Still I would be keen to see them blowing them. (Just imagine the sales potential of this library with plenty curiosities and details). Oh well, ..I might just hear Mick Jagger singing 'you cant always get what u want...'.


----------



## Michael Antrum (Jul 24, 2017)

PeterN said:


> Still I would be keen to see them blowing them.



There are some sites on the internet that cater to that......


----------



## X-Bassist (Jul 24, 2017)

PeterN said:


> Thanks Mikey.
> 
> (Should have done that, my bad)
> 
> Still I would be keen to see them blowing them. (Just imagine the sales potential of this library with plenty curiosities and details). Oh well, ..I might just hear Mick Jagger singing 'you cant always get what u want...'.

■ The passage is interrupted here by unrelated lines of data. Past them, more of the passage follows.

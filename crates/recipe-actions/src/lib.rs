//! Recipe Actions
//!
//! Platform-independent behavior behind the recipe list client:
//! the persisted current list, favorite toggling and add-to-list.
//! The browser crate supplies storage and renders; everything here is
//! plain Rust and is tested natively.

mod api;
mod config;
mod current_list;
mod error;
mod favorites;
mod in_flight;
mod lists;
mod models;
mod notice;
mod storage;

#[cfg(test)]
mod test_support;

pub use api::{interpret_response, ApiMessage, HttpRecipeApi, RecipeApi};
pub use config::{ClientConfig, UpdatePolicy, DEFAULT_NOTICE_MS, DEFAULT_STORAGE_KEY};
pub use current_list::CurrentListTracker;
pub use error::{ActionError, ActionResult, ApiError, StorageError};
pub use favorites::{toggle_favorite, FavoriteAction, FavoriteState, FAVORITED_CLASS, NOT_FAVORITED_CLASS};
pub use in_flight::{InFlight, InFlightGuard};
pub use lists::add_to_current_list;
pub use models::{AddToListRequest, FavoriteRequest, ListEntry, PageData, RecipeEntry, RecipeId};
pub use notice::{Notice, NoticeLevel};
pub use storage::{KeyValueStore, MemoryStore};
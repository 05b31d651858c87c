//! Key-Value Storage
//!
//! Abstract interface over origin-scoped string storage.
//! The browser crate implements it on top of `localStorage`.

use std::cell::RefCell;
use std::collections::HashMap;

use crate::error::StorageError;

/// String key-value storage with get/set
pub trait KeyValueStore {
    fn get(&self, key: &str) -> Result<Option<String>, StorageError>;

    fn set(&self, key: &str, value: &str) -> Result<(), StorageError>;
}

impl<S: KeyValueStore + ?Sized> KeyValueStore for &S {
    fn get(&self, key: &str) -> Result<Option<String>, StorageError> {
        (**self).get(key)
    }

    fn set(&self, key: &str, value: &str) -> Result<(), StorageError> {
        (**self).set(key, value)
    }
}

impl<S: KeyValueStore + ?Sized> KeyValueStore for std::rc::Rc<S> {
    fn get(&self, key: &str) -> Result<Option<String>, StorageError> {
        (**self).get(key)
    }

    fn set(&self, key: &str, value: &str) -> Result<(), StorageError> {
        (**self).set(key, value)
    }
}

/// In-memory store. Used in tests and when the browser denies storage.
#[derive(Debug, Default)]
pub struct MemoryStore {
    entries: RefCell<HashMap<String, String>>,
}

impl MemoryStore {
    pub fn new() -> Self {
        Self::default()
    }

    /// Store pre-populated with one entry
    pub fn with_entry(key: &str, value: &str) -> Self {
        let store = Self::new();
        store.entries.borrow_mut().insert(key.to_string(), value.to_string());
        store
    }

    pub fn len(&self) -> usize {
        self.entries.borrow().len()
    }

    pub fn is_empty(&self) -> bool {
        self.entries.borrow().is_empty()
    }
}

impl KeyValueStore for MemoryStore {
    fn get(&self, key: &str) -> Result<Option<String>, StorageError> {
        Ok(self.entries.borrow().get(key).cloned())
    }

    fn set(&self, key: &str, value: &str) -> Result<(), StorageError> {
        self.entries.borrow_mut().insert(key.to_string(), value.to_string());
        Ok(())
    }
}
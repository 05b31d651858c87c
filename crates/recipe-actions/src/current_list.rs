//! Current List Tracker
//!
//! Keeps the user's selected list name in key-value storage. Every read goes
//! back to storage so other tabs and scripts on the origin stay in step.

use crate::config::DEFAULT_STORAGE_KEY;
use crate::error::{ActionError, ActionResult};
use crate::storage::KeyValueStore;

pub struct CurrentListTracker<S> {
    store: S,
    key: String,
}

impl<S: KeyValueStore> CurrentListTracker<S> {
    pub fn new(store: S) -> Self {
        Self::with_key(store, DEFAULT_STORAGE_KEY)
    }

    pub fn with_key(store: S, key: impl Into<String>) -> Self {
        Self { store, key: key.into() }
    }

    pub fn key(&self) -> &str {
        &self.key
    }

    /// Seed the current list on page activation.
    ///
    /// Persists `first_menu_entry` only when nothing is stored yet.
    /// Returns the value to display; `None` when there is neither a stored
    /// value nor a usable menu entry.
    pub fn initialize(&self, first_menu_entry: Option<&str>) -> ActionResult<Option<String>> {
        if let Some(current) = self.current()? {
            return Ok(Some(current));
        }

        match first_menu_entry.map(str::trim).filter(|t| !t.is_empty()) {
            Some(first) => {
                self.store.set(&self.key, first)?;
                log::info!("Current list initialized to {first:?}");
                Ok(Some(first.to_string()))
            }
            None => {
                log::warn!("No list menu entries; current list left unset");
                Ok(None)
            }
        }
    }

    /// Persist a menu selection. Returns the value to display.
    pub fn select(&self, name: &str) -> ActionResult<String> {
        let name = name.trim();
        if name.is_empty() {
            return Err(ActionError::EmptyListTitle);
        }
        self.store.set(&self.key, name)?;
        log::info!("Current list set to {name:?}");
        Ok(name.to_string())
    }

    /// Fresh read of the stored value. Blank values count as unset.
    pub fn current(&self) -> ActionResult<Option<String>> {
        let value = self.store.get(&self.key)?;
        Ok(value.filter(|v| !v.trim().is_empty()))
    }
}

Actually would be nice to see the horn picture change on the interface as you switch the instruments. Would have made for a long background scroll, or doing it as an overlay slider that changes just the picture of the horn itself against the wall. Give us an instant idea of what instrument is being played before we hit a key.


----------



## PeterN (Jul 24, 2017)

Heres my - probably annoying - commentary on the marketing and idea workshop of this library. Its had more potential than a forgotten jazz band. Its real name: "The Dead Orchestra". Add to that fancy videos of digging up, recording and presenting those 19th C Euphoniums and old Soviet microphones, dammit.


----------



## dathyr1 (Jul 24, 2017)

I guess I missed the saie deadline, didn't see this post till today. Question on the Trombone sounds. Can you produce
slide effects with the Trombones. I used to play Trombone back in High School.
Demo and Walkthrough sound great.

Again just curious,
Dave


----------



## Polkasound (Jul 24, 2017)

I purchased this library last night, because I thought it would be nice to have a library of old instruments like this in my back pocket for when I need them. Without a doubt Blue St. Brass is a lot of fun to play, but as I suspected, the reasons why this is an inexpensive library become obvious.

The samples of some instruments are rather unwieldy in that the volume can really jump from one dynamic zone to another, and from one adjacent note to another. Creating a good track will require mindful playing and/or editing of velocities. Turning the velocity all the way down and using the mod wheel for dynamic seems to help tame those jumps, but you'll likely want to apply corrective MIDI CC editing to your tracks either way.

As you play scales, you will notice with some instruments that the attacks of the samples lack continuity. One note can have a sharp attack, and then the note right next to it can have a mushy attack.

Some of the instruments play with a synthy feeling, but that can be tamed a little by going into Kontakt edit mode and adjusting the ASDR (rounding out the curve of the attack seems to help) and then adjusting the legato parameters to taste.

Although Blue Street Brass certainly won't win any quality control awards or compete with more expensive libraries, it covers a gap in the market by providing the sounds of some really old instruments (and through really old mics.) Would I use Blue St. Brass on my next album? I wouldn't hesitate layering the instruments with other libraries for ensemble parts, but for exposed parts, probably not -- at least not until I can get under the hood and tweak the samples for continuity. (But that will have to wait, as 8Dio's Adagietto is first on my list of VIs to fix up.)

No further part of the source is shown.